Congress responded to that decision by amending the Gun-Free School Zones Act so that it applied only to “a firearm that has moved in or that otherwise affects interstate or foreign commerce.” That amendment, federal appeals courts subsequently ruled, was enough to fix the defects that Rehnquist had identified. But that conclusion made little sense, since nothing of substance had changed.
Section 922(g)(3) includes similar language. It prohibits gun possession “in or affecting commerce” and receiving a gun that “has been shipped or transported in interstate or foreign commerce.” But those requirements impose no meaningful limits on prosecutions under the law.
Section 922(g)(3) “does not regulate economic activity,” “cannot be transformed into the regulation of interstate commerce by ‘aggregating’ the effects of all the violence the law hopes to avoid,” and “does not regulate any smaller part of a comprehensive economic program,” the FPC says. “The only question under the Commerce Clause, then, is whether the addition of a once-traveled-in-interstate-commerce jurisdictional element can salvage this law. But a requirement that can be satisfied by virtually every single firearm in the Nation does not make this legislation any less of an attempted exercise of a police power than the law in Lopez.”
In the end, the Supreme Court might not resolve any of these issues. The government’s brief invites the justices to uphold Section 922(g)(3) as applied to Hemani by concluding that he is an especially dangerous cannabis consumer. That claim is based on allegations of drug dealing and support for a terrorist organization (Iran’s Islamic Revolutionary Guard Corps), which the government’s brief plays up even though Hemani was never charged with either.
The NACDL says the decision to charge Hemani with illegal gun possession illustrates a broader pattern. In practice, it says, Section 922(g)(3) is mainly used as “a leverage tool—serving as an instrument for selective prosecution, a pressure point during plea negotiations, or as a means of incarcerating otherwise law-abiding citizens when the
government’s primary theory falls short. So who actually gets prosecuted? Whoever the
government chooses, often for reasons that have nothing to do with firearm misuse or danger.”

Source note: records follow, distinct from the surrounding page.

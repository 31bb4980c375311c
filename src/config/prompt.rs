//! Interactive completion of missing values
//!
//! Only fields that are still unset after file, environment and flags are
//! asked for. Secrets are read without echo.

use dialoguer::{Input, Password};

use crate::error::{HoistError, HoistResult};

use super::types::Config;

fn prompt_failed(err: dialoguer::Error) -> HoistError {
    HoistError::config(format!("prompt failed: {}", err))
}

fn ask_text(prompt: &str) -> HoistResult<String> {
    Input::<String>::new()
        .with_prompt(prompt)
        .interact_text()
        .map_err(prompt_failed)
}

fn ask_secret(prompt: &str) -> HoistResult<String> {
    Password::new()
        .with_prompt(prompt)
        .interact()
        .map_err(prompt_failed)
}

/// Names of required values that are still missing
pub fn missing_fields(config: &Config) -> Vec<&'static str> {
    let mut missing = Vec::new();
    if config.source.repository.is_none() {
        missing.push("repository");
    }
    if config.source.token.is_none() {
        missing.push("token");
    }
    if config.remote.host.is_none() {
        missing.push("host");
    }
    if config.remote.password.is_none() {
        missing.push("password");
    }
    if config.app.port.is_none() {
        missing.push("port");
    }
    missing
}

/// Ask on the terminal for every missing required value
pub fn fill_missing(mut config: Config) -> HoistResult<Config> {
    if config.source.repository.is_none() {
        config.source.repository = Some(ask_text("Repository URL")?);
    }
    if config.source.token.is_none() {
        config.source.token = Some(ask_secret("Access token")?);
    }
    if config.remote.host.is_none() {
        config.remote.host = Some(ask_text("Remote host")?);
    }
    if config.remote.password.is_none() {
        let user = config.remote.user.as_deref().unwrap_or("root");
        config.remote.password = Some(ask_secret(&format!("Password for {}", user))?);
    }
    if config.app.port.is_none() {
        let port = Input::<i64>::new()
            .with_prompt("Application port")
            .interact_text()
            .map_err(prompt_failed)?;
        config.app.port = Some(port);
    }
    Ok(config)
}
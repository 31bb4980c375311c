//! Domain Entities

mod deployment_config;
mod project_kind;
mod proxy_route;
mod report;
mod service_check;
mod stage;

pub use deployment_config::{
    DeploymentConfig, DeploymentInput, DEFAULT_CONNECT_TIMEOUT, DEFAULT_REMOTE_BASE,
    DEFAULT_SETTLE_DELAY,
};
pub use project_kind::{ProjectKind, COMPOSE_DESCRIPTORS, DOCKERFILE};
pub use proxy_route::{ProxyLayout, ProxyRoute};
pub use report::{CheckOutcome, ProvisionReport, ProvisionedService, Severity, ValidationReport};
pub use service_check::{InstallRecipe, PackageManager, ServiceCheck};
pub use stage::{Stage, StageRecord, StageResult};
//! Hoist - deploy a containerized application to a remote host
//!
//! Hoist fetches a git repository, provisions a Linux host over SSH
//! (docker, docker compose, nginx), transfers and starts the application,
//! and publishes it on port 80 through an nginx reverse proxy. A teardown
//! run removes everything a deployment created.

pub mod application;
pub mod config;
pub mod domain;
pub mod error;
pub mod infrastructure;

// Re-exports for convenience
pub use application::{Pipeline, RunMode, RunSummary};
pub use config::{Config, ConfigWarning};
pub use domain::entities::{DeploymentConfig, DeploymentInput, ProjectKind, Stage};
pub use error::{CommandFailure, HoistError, HoistResult};

/// Crate version, as reported by `hoist --version`
pub const VERSION: &str = env!("CARGO_PKG_VERSION");
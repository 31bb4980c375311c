//! Deployment pipeline
//!
//! Runs the stages of one deployment (or teardown) strictly in order,
//! stopping at the first failure. Every stage is timed and recorded in
//! the `RunSummary`; the failing stage's error is logged with the
//! command, exit status and stderr that caused it.
//!
//! ## Flow
//!
//! Deploy: fetch → validate project → connect → provision → deploy →
//! configure proxy → verify
//!
//! Teardown: connect → teardown

use std::sync::atomic::{AtomicBool, Ordering};
use std::sync::Arc;
use std::time::{Duration, Instant};

use crate::application::deploy::ApplicationDeployer;
use crate::application::executor::RemoteExecutor;
use crate::application::fetch::SourceFetcher;
use crate::application::project::validate_project;
use crate::application::provision::HostProvisioner;
use crate::application::proxy::ProxyConfigurer;
use crate::application::teardown::Teardown;
use crate::application::verify::DeploymentValidator;
use crate::domain::entities::{
    DeploymentConfig, ProvisionReport, ServiceCheck, Stage, StageRecord, StageResult,
    ValidationReport,
};
use crate::domain::ports::{Connector, DeployLog, SourceRepository};
use crate::domain::services::default_checks;
use crate::error::{HoistError, HoistResult};

/// stderr lines repeated in the failure report
const STDERR_TAIL: usize = 20;

#[derive(Debug, Clone, Copy, PartialEq, Eq)]
pub enum RunMode {
    Deploy,
    Teardown,
}

impl RunMode {
    pub fn stages(self) -> &'static [Stage] {
        match self {
            RunMode::Deploy => &Stage::FORWARD,
            RunMode::Teardown => &Stage::TEARDOWN,
        }
    }
}

/// What happened during one run
#[derive(Debug)]
pub struct RunSummary {
    pub mode: RunMode,
    /// Stages that ran, in order
    pub stages: Vec<StageRecord>,
    pub provision: Option<ProvisionReport>,
    pub report: Option<ValidationReport>,
    pub error: Option<HoistError>,
    pub elapsed: Duration,
}

impl RunSummary {
    fn new(mode: RunMode) -> Self {
        Self {
            mode,
            stages: Vec::new(),
            provision: None,
            report: None,
            error: None,
            elapsed: Duration::ZERO,
        }
    }

    pub fn is_success(&self) -> bool {
        self.error.is_none()
    }

    /// 0 on success, otherwise the error's exit status
    pub fn exit_code(&self) -> i32 {
        self.error.as_ref().map_or(0, HoistError::exit_code)
    }

    pub fn ran(&self, stage: Stage) -> bool {
        self.stages.iter().any(|r| r.stage == stage)
    }

    pub fn failed_stage(&self) -> Option<Stage> {
        self.stages
            .iter()
            .find(|r| !r.result.is_success())
            .map(|r| r.stage)
    }
}

/// Orchestrates one run against a source repository and a remote host
pub struct Pipeline<R, C>
where
    R: SourceRepository,
    C: Connector,
{
    repository: R,
    connector: C,
    log: Arc<dyn DeployLog>,
    checks: Vec<ServiceCheck>,
    interrupt: Arc<AtomicBool>,
}

impl<R, C> Pipeline<R, C>
where
    R: SourceRepository,
    C: Connector,
{
    pub fn new(repository: R, connector: C, log: Arc<dyn DeployLog>) -> Self {
        Self {
            repository,
            connector,
            log,
            checks: default_checks(),
            interrupt: Arc::new(AtomicBool::new(false)),
        }
    }

    /// Replace the service checks run during provisioning
    pub fn with_checks(mut self, checks: Vec<ServiceCheck>) -> Self {
        self.checks = checks;
        self
    }

    /// Flag polled between stages; once set, no further stage starts
    pub fn with_interrupt(mut self, flag: Arc<AtomicBool>) -> Self {
        self.interrupt = flag;
        self
    }

    pub fn run(&self, config: &DeploymentConfig, mode: RunMode) -> RunSummary {
        let started = Instant::now();
        let mut summary = RunSummary::new(mode);

        self.log_header(config, mode);
        let result = match mode {
            RunMode::Deploy => self.deploy(config, &mut summary),
            RunMode::Teardown => self.teardown(config, &mut summary),
        };
        summary.elapsed = started.elapsed();

        match result {
            Ok(()) => self.log_success(config, &summary),
            Err(err) => {
                self.log_failure(&summary, &err);
                summary.error = Some(err);
            }
        }
        summary
    }

    fn deploy(&self, config: &DeploymentConfig, summary: &mut RunSummary) -> HoistResult<()> {
        let log = self.log.as_ref();

        let source = self.stage(summary, Stage::Fetch, || {
            SourceFetcher::new(&self.repository, log).fetch(config)
        })?;
        let kind = self.stage(summary, Stage::ValidateProject, || {
            let kind = validate_project(&source)?;
            log.info(&format!("Building from {}", kind.descriptor()));
            Ok(kind)
        })?;

        let session = self.stage(summary, Stage::Connect, || self.connector.connect(config))?;
        let exec = RemoteExecutor::new(&session, log, config.needs_elevation());

        let provision = self.stage(summary, Stage::Provision, || {
            HostProvisioner::new(&exec).provision(&self.checks)
        })?;
        summary.provision = Some(provision);

        self.stage(summary, Stage::Deploy, || {
            ApplicationDeployer::new(&exec).deploy(config, &source, &kind)
        })?;
        self.stage(summary, Stage::ConfigureProxy, || {
            ProxyConfigurer::new(&exec).configure(config)
        })?;

        let mut report = None;
        let verified = self.stage(summary, Stage::Verify, || {
            let outcome = DeploymentValidator::new(&exec).validate(config, &kind);
            let failed = outcome.fatal_failures();
            report = Some(outcome);
            if failed.is_empty() {
                Ok(())
            } else {
                Err(HoistError::Validation { failed })
            }
        });
        summary.report = report;
        verified
    }

    fn teardown(&self, config: &DeploymentConfig, summary: &mut RunSummary) -> HoistResult<()> {
        let session = self.stage(summary, Stage::Connect, || self.connector.connect(config))?;
        let exec = RemoteExecutor::new(&session, self.log.as_ref(), config.needs_elevation());

        self.stage(summary, Stage::Teardown, || Teardown::new(&exec).run(config))
    }

    fn stage<T>(
        &self,
        summary: &mut RunSummary,
        stage: Stage,
        run: impl FnOnce() -> HoistResult<T>,
    ) -> HoistResult<T> {
        if self.interrupt.load(Ordering::SeqCst) {
            self.log
                .warning(&format!("Interrupted; not starting '{}'", stage));
            return Err(HoistError::Interrupted { stage });
        }

        let stages = summary.mode.stages();
        let position = stages.iter().position(|s| *s == stage).map_or(0, |i| i + 1);
        self.log
            .info(&format!("[{}/{}] {}", position, stages.len(), stage));

        let started = Instant::now();
        let result = run();
        let elapsed = started.elapsed();

        self.log.debug(&format!(
            "{} finished in {:.1}s",
            stage,
            elapsed.as_secs_f64()
        ));
        summary.stages.push(StageRecord {
            stage,
            result: StageResult::from(&result),
            elapsed,
        });
        result
    }

    fn log_header(&self, config: &DeploymentConfig, mode: RunMode) {
        let action = match mode {
            RunMode::Deploy => "Deploying",
            RunMode::Teardown => "Tearing down",
        };
        self.log.info(&format!(
            "{} {} ({} @ {}) on {}",
            action,
            config.project(),
            config.repository(),
            config.branch(),
            config.destination()
        ));
        self.log.debug(&format!(
            "port {}, work dir {}, remote dir {}, token {}, password {}",
            config.port(),
            config.work_dir().display(),
            config.remote_dir(),
            config.token(),
            config.password()
        ));
    }

    fn log_success(&self, config: &DeploymentConfig, summary: &RunSummary) {
        let seconds = summary.elapsed.as_secs_f64();
        match summary.mode {
            RunMode::Deploy => {
                self.log.success(&format!(
                    "Deployed {} to {} in {:.1}s",
                    config.project(),
                    config.host(),
                    seconds
                ));
                if let Some(report) = &summary.report {
                    for url in &report.access_urls {
                        self.log.info(&format!("  {}", url));
                    }
                    let warnings = report.warnings().count();
                    if warnings > 0 {
                        self.log.warning(&format!(
                            "{} advisory check(s) failed; see above",
                            warnings
                        ));
                    }
                }
            }
            RunMode::Teardown => {
                self.log.success(&format!(
                    "Tore down {} on {} in {:.1}s",
                    config.project(),
                    config.host(),
                    seconds
                ));
            }
        }
    }

    fn log_failure(&self, summary: &RunSummary, err: &HoistError) {
        match summary.failed_stage() {
            Some(stage) => self
                .log
                .error(&format!("{} failed [{}]: {}", stage, err.kind(), err)),
            None => self.log.error(&format!("Run stopped [{}]: {}", err.kind(), err)),
        }

        let Some(failure) = err.failure() else {
            return;
        };
        self.log.error(&format!("  command: {}", failure.command));
        match failure.exit_code {
            Some(code) => self.log.error(&format!("  exit status: {}", code)),
            None => self.log.error("  the command could not be started"),
        }
        let lines: Vec<&str> = failure
            .stderr
            .lines()
            .filter(|l| !l.trim().is_empty())
            .collect();
        for line in &lines[lines.len().saturating_sub(STDERR_TAIL)..] {
            self.log.error(&format!("  | {}", line));
        }
    }
}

If the government “can prove that Mr. Hemani is a drug dealer or a terrorist, it should have charged him with the relevant crimes related to that conduct,” the Second Amendment Foundation says. “It did not do so….Thus, the only facts relevant to this matter are those related to Mr. Hemani’s illegal drug use while he was also in possession of a firearm, and [the Court] should not allow its ruling to be tainted by the Government’s innuendo.”
Although the government alleges that Hemani is “a terrorist sympathizer, attempted fraudster, and drug dealer,” GOA says, “none of these distractions has any bearing on
the question presented. But the reason for their inclusion in briefing is apparent. If petitioning unsympathetic criminal cases is the Government’s strategy for constitutionalizing its preferred gun control, this Court should decline to indulge this approach here.”